Welcome to another “potpourri” edition of The Mailbag, where I give short(er) answers to several questions rather than a long answer to one question.

I like to take the opportunity in these potpourri editions to let new readers know about my comments/e-mail/messages policy. I’m not able to respond individually to most e-mails and messages, so here are some helpful hints for getting your questions answered more quickly. Remember, the search bar (at the very bottom of each page) can be a helpful tool!

Or maybe I answered your question already? Check out my article The Mailbag: Top 10 FAQs to see if your question has been answered and to get some helpful resources.


A question on your post regarding abortion if I may. I am most definitely pro-life. You stated that every attempt should be made to save the life of the mother and child — including in cases of ectopic pregnancies. Can you direct me to articles of the professionals you mentioned who have stated publicly that ectopic pregnancies can be saved?

My first and only pregnancy was both an anembryonic pregnancy and a tubal pregnancy. I was told that I was 5 minutes until death, and that the tubal pregnancy could not be saved. I have wondered about this for many years but cannot find any information regarding a tubal pregnancy that can be saved. Thank you.

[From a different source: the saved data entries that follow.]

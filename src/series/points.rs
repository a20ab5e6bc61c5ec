//! Instanced billboard renderer for 3D point series
//!
//! Each datum is one instance of a screen-facing quad; the fragment
//! shader masks it to a circle. Points keep a constant pixel size under
//! perspective, and the same instance buffer feeds both the visual and
//! the pick pipeline.

use bytemuck::{Pod, Zeroable};
use wgpu::util::DeviceExt;

use crate::camera::Camera;
use crate::data::{Series, SeriesData};
use crate::error::RenderResult;
use crate::gpu::{DEPTH_FORMAT, VertexLayout, shaders};
use crate::math::Vec3;
use crate::picking::id_to_color_f32;
use crate::series::{RenderContext, SeriesHit, SeriesRenderer};
use crate::theme::Theme;

/// Smallest radius a point responds to hit tests with, in pixels.
const MIN_HIT_RADIUS: f32 = 6.0;

/// Per-instance vertex data, matching the point shader's locations 0-3
#[repr(C)]
#[derive(Debug, Clone, Copy, Pod, Zeroable)]
struct PointInstance {
    position: [f32; 3],
    size: f32,
    color: [f32; 4],
    pick_color: [f32; 4],
}

/// Datum retained for CPU-side hit testing
#[derive(Debug, Clone)]
struct RetainedPoint {
    position: Vec3,
    size: f32,
    label: Option<String>,
}

/// Renderer for the built-in `points` series type.
pub struct PointsRenderer {
    pipeline: Option<wgpu::RenderPipeline>,
    pick_pipeline: Option<wgpu::RenderPipeline>,
    instances: Option<wgpu::Buffer>,
    instance_count: u32,
    instance_data: Vec<PointInstance>,
    points: Vec<RetainedPoint>,
}

impl Default for PointsRenderer {
    fn default() -> Self {
        Self::new()
    }
}

impl PointsRenderer {
    pub fn new() -> Self {
        Self {
            pipeline: None,
            pick_pipeline: None,
            instances: None,
            instance_count: 0,
            instance_data: Vec::new(),
            points: Vec::new(),
        }
    }

    /// Rebuild retained data and instance values from input data.
    ///
    /// CPU-only so hit testing can be exercised without a device.
    fn sync_data(&mut self, theme: &Theme, pick_base: u32, series: &Series) {
        self.points.clear();
        self.instance_data.clear();

        let SeriesData::Points { points } = &series.data else {
            return;
        };

        self.points.reserve(points.len());
        self.instance_data.reserve(points.len());

        for (i, datum) in points.iter().enumerate() {
            let size = datum.size.unwrap_or(theme.point_size);
            let color = datum.color.unwrap_or(theme.point_color);

            self.points.push(RetainedPoint {
                position: datum.position,
                size,
                label: datum.label.clone(),
            });
            self.instance_data.push(PointInstance {
                position: datum.position,
                size,
                color,
                pick_color: id_to_color_f32(pick_base + i as u32),
            });
        }
    }

    fn ensure_pipelines(&mut self, ctx: &RenderContext<'_>) -> RenderResult<()> {
        if self.pipeline.is_some() {
            return Ok(());
        }

        let device = ctx.gpu.device();
        let shader = ctx.gpu.create_shader("points", &shaders::point_shader())?;

        let pipeline_layout = device.create_pipeline_layout(&wgpu::PipelineLayoutDescriptor {
            label: Some("points pipeline layout"),
            bind_group_layouts: &[ctx.globals_layout],
            push_constant_ranges: &[],
        });

        let instance_layout = VertexLayout::new(&[(0, 3), (1, 1), (2, 4), (3, 4)]);

        self.pipeline = Some(device.create_render_pipeline(
            &wgpu::RenderPipelineDescriptor {
                label: Some("points pipeline"),
                layout: Some(&pipeline_layout),
                vertex: wgpu::VertexState {
                    module: &shader,
                    entry_point: Some("vs_point"),
                    compilation_options: wgpu::PipelineCompilationOptions::default(),
                    buffers: &[instance_layout.buffer_layout(wgpu::VertexStepMode::Instance)],
                },
                fragment: Some(wgpu::FragmentState {
                    module: &shader,
                    entry_point: Some("fs_point"),
                    compilation_options: wgpu::PipelineCompilationOptions::default(),
                    targets: &[Some(wgpu::ColorTargetState {
                        format: ctx.target_format,
                        blend: Some(wgpu::BlendState::ALPHA_BLENDING),
                        write_mask: wgpu::ColorWrites::ALL,
                    })],
                }),
                primitive: wgpu::PrimitiveState {
                    topology: wgpu::PrimitiveTopology::TriangleStrip,
                    ..Default::default()
                },
                depth_stencil: Some(wgpu::DepthStencilState {
                    format: DEPTH_FORMAT,
                    depth_write_enabled: true,
                    depth_compare: wgpu::CompareFunction::LessEqual,
                    stencil: wgpu::StencilState::default(),
                    bias: wgpu::DepthBiasState::default(),
                }),
                multisample: wgpu::MultisampleState::default(),
                multiview: None,
                cache: None,
            },
        ));

        // Pick pipeline: id colors, blending off so ids arrive unaltered.
        self.pick_pipeline = Some(device.create_render_pipeline(
            &wgpu::RenderPipelineDescriptor {
                label: Some("points pick pipeline"),
                layout: Some(&pipeline_layout),
                vertex: wgpu::VertexState {
                    module: &shader,
                    entry_point: Some("vs_point"),
                    compilation_options: wgpu::PipelineCompilationOptions::default(),
                    buffers: &[instance_layout.buffer_layout(wgpu::VertexStepMode::Instance)],
                },
                fragment: Some(wgpu::FragmentState {
                    module: &shader,
                    entry_point: Some("fs_point_pick"),
                    compilation_options: wgpu::PipelineCompilationOptions::default(),
                    targets: &[Some(wgpu::ColorTargetState {
                        format: ctx.pick_format,
                        blend: None,
                        write_mask: wgpu::ColorWrites::ALL,
                    })],
                }),
                primitive: wgpu::PrimitiveState {
                    topology: wgpu::PrimitiveTopology::TriangleStrip,
                    ..Default::default()
                },
                depth_stencil: Some(wgpu::DepthStencilState {
                    format: DEPTH_FORMAT,
                    depth_write_enabled: true,
                    depth_compare: wgpu::CompareFunction::LessEqual,
                    stencil: wgpu::StencilState::default(),
                    bias: wgpu::DepthBiasState::default(),
                }),
                multisample: wgpu::MultisampleState::default(),
                multiview: None,
                cache: None,
            },
        ));

        Ok(())
    }
}

impl SeriesRenderer for PointsRenderer {
    fn prepare(&mut self, ctx: &RenderContext<'_>, series: &Series) -> RenderResult<()> {
        self.sync_data(ctx.theme, ctx.pick_base, series);
        self.ensure_pipelines(ctx)?;

        if self.instance_data.is_empty() {
            self.instances = None;
            self.instance_count = 0;
            return Ok(());
        }

        self.instances = Some(ctx.gpu.device().create_buffer_init(
            &wgpu::util::BufferInitDescriptor {
                label: Some("point instances"),
                contents: bytemuck::cast_slice(&self.instance_data),
                usage: wgpu::BufferUsages::VERTEX,
            },
        ));
        self.instance_count = self.instance_data.len() as u32;

        Ok(())
    }

    fn render(&mut self, ctx: &RenderContext<'_>, pass: &mut wgpu::RenderPass<'_>) {
        let (Some(pipeline), Some(instances)) = (&self.pipeline, &self.instances) else {
            return;
        };
        pass.set_pipeline(pipeline);
        pass.set_bind_group(0, ctx.globals_bind_group, &[]);
        pass.set_vertex_buffer(0, instances.slice(..));
        pass.draw(0..4, 0..self.instance_count);
    }

    fn render_pick(&mut self, ctx: &RenderContext<'_>, pass: &mut wgpu::RenderPass<'_>) {
        let (Some(pipeline), Some(instances)) = (&self.pick_pipeline, &self.instances) else {
            return;
        };
        pass.set_pipeline(pipeline);
        pass.set_bind_group(0, ctx.globals_bind_group, &[]);
        pass.set_vertex_buffer(0, instances.slice(..));
        pass.draw(0..4, 0..self.instance_count);
    }

    fn hit_test(&self, camera: &Camera, x: f32, y: f32) -> Option<SeriesHit> {
        let mut best: Option<SeriesHit> = None;

        for (i, point) in self.points.iter().enumerate() {
            let Some(screen) = camera.world_to_screen(point.position) else {
                continue;
            };
            let dx = screen[0] - x;
            let dy = screen[1] - y;
            let distance = (dx * dx + dy * dy).sqrt();
            if distance > point.size.max(MIN_HIT_RADIUS) {
                continue;
            }
            if best.as_ref().is_none_or(|b| distance < b.distance) {
                best = Some(SeriesHit {
                    index: i,
                    label: point.label.clone(),
                    distance,
                });
            }
        }

        best
    }

    fn datum_at(&self, index: usize) -> Option<SeriesHit> {
        self.points.get(index).map(|point| SeriesHit {
            index,
            label: point.label.clone(),
            distance: 0.0,
        })
    }

    fn dispose(&mut self) {
        self.pipeline = None;
        self.pick_pipeline = None;
        self.instances = None;
        self.instance_count = 0;
        self.instance_data.clear();
        self.points.clear();
    }
}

My deepest condolences for the loss of your baby. May the Lord continue to comfort you and give you peace.

I’m so sorry, but I think you may have misunderstood that part of the article. Here’s what it says:

Abortion is never necessary to save the mother’s life. Numerous OB/GYNs and other medical professionals have stated this publicly. In cases in which the mother’s life and/or health are at stake (including ectopic pregnancies), the biblical and medically ethical approach is to make every attempt to save both the mother and child (which can often be done through early delivery, not abortion). If the child dies during the attempt to save him and his mother, that is a grievous tragedy, but it is not an abortion. Abortion is the intentional, proactive killing of a child.”

The statement, “Numerous OB/GYNs and other medical professionals have stated this publicly,” refers to the previous sentence (“Abortion is never necessary to save the mother’s life.”) and link. In other words, these medical professionals have stated that abortion is never necessary to save the mother’s life, not that babies in ectopic pregnancies can be saved.

With ectopic pregnancies, “the biblical and medically ethical approach is to make every attempt to save both the mother and child…”. As I understand the situation, at this point in medical technology, it is not possible for a doctor, while attempting to save the mother with an ectopic pregnancy, to also save the life of the baby. However, it is my understanding that, through research, an attempt is being made to discover ways to save these precious babies, possibly through re-implantation or other means.

I think you will find the video below to be helpful as well as its companion article:

What about Ectopic Pregnancies?

One of the things Sarah mentions in the video that I found enlightening is that ectopic pregnancies are fairly rare, and that it is rarer still for the ectopic pregnancy to be nurturing a live, normally developing embryo.

She says that in every case she has personally seen in her career, either the baby in the ectopic pregnancy has already died by the time the mother is treated, or the cells in the blastocyst are so aberrant that normal development of a living fetus would be impossible, or both.


Is there a Biblical way to approach Christian friends about the appearance of vanity when they regularly post pictures of themselves on social media?

It is so kind of you to care about your friends’ reputation in the eyes of others.

There is a biblical way to approach them. There is not a way to approach them that comes with a guarantee that they won’t get mad. Those are two different things. In fact, it is likely no matter how gently and kindly you biblically broach the subject, they will get mad. That’s just how people respond to what they perceive to be criticism these days – even professing Christians.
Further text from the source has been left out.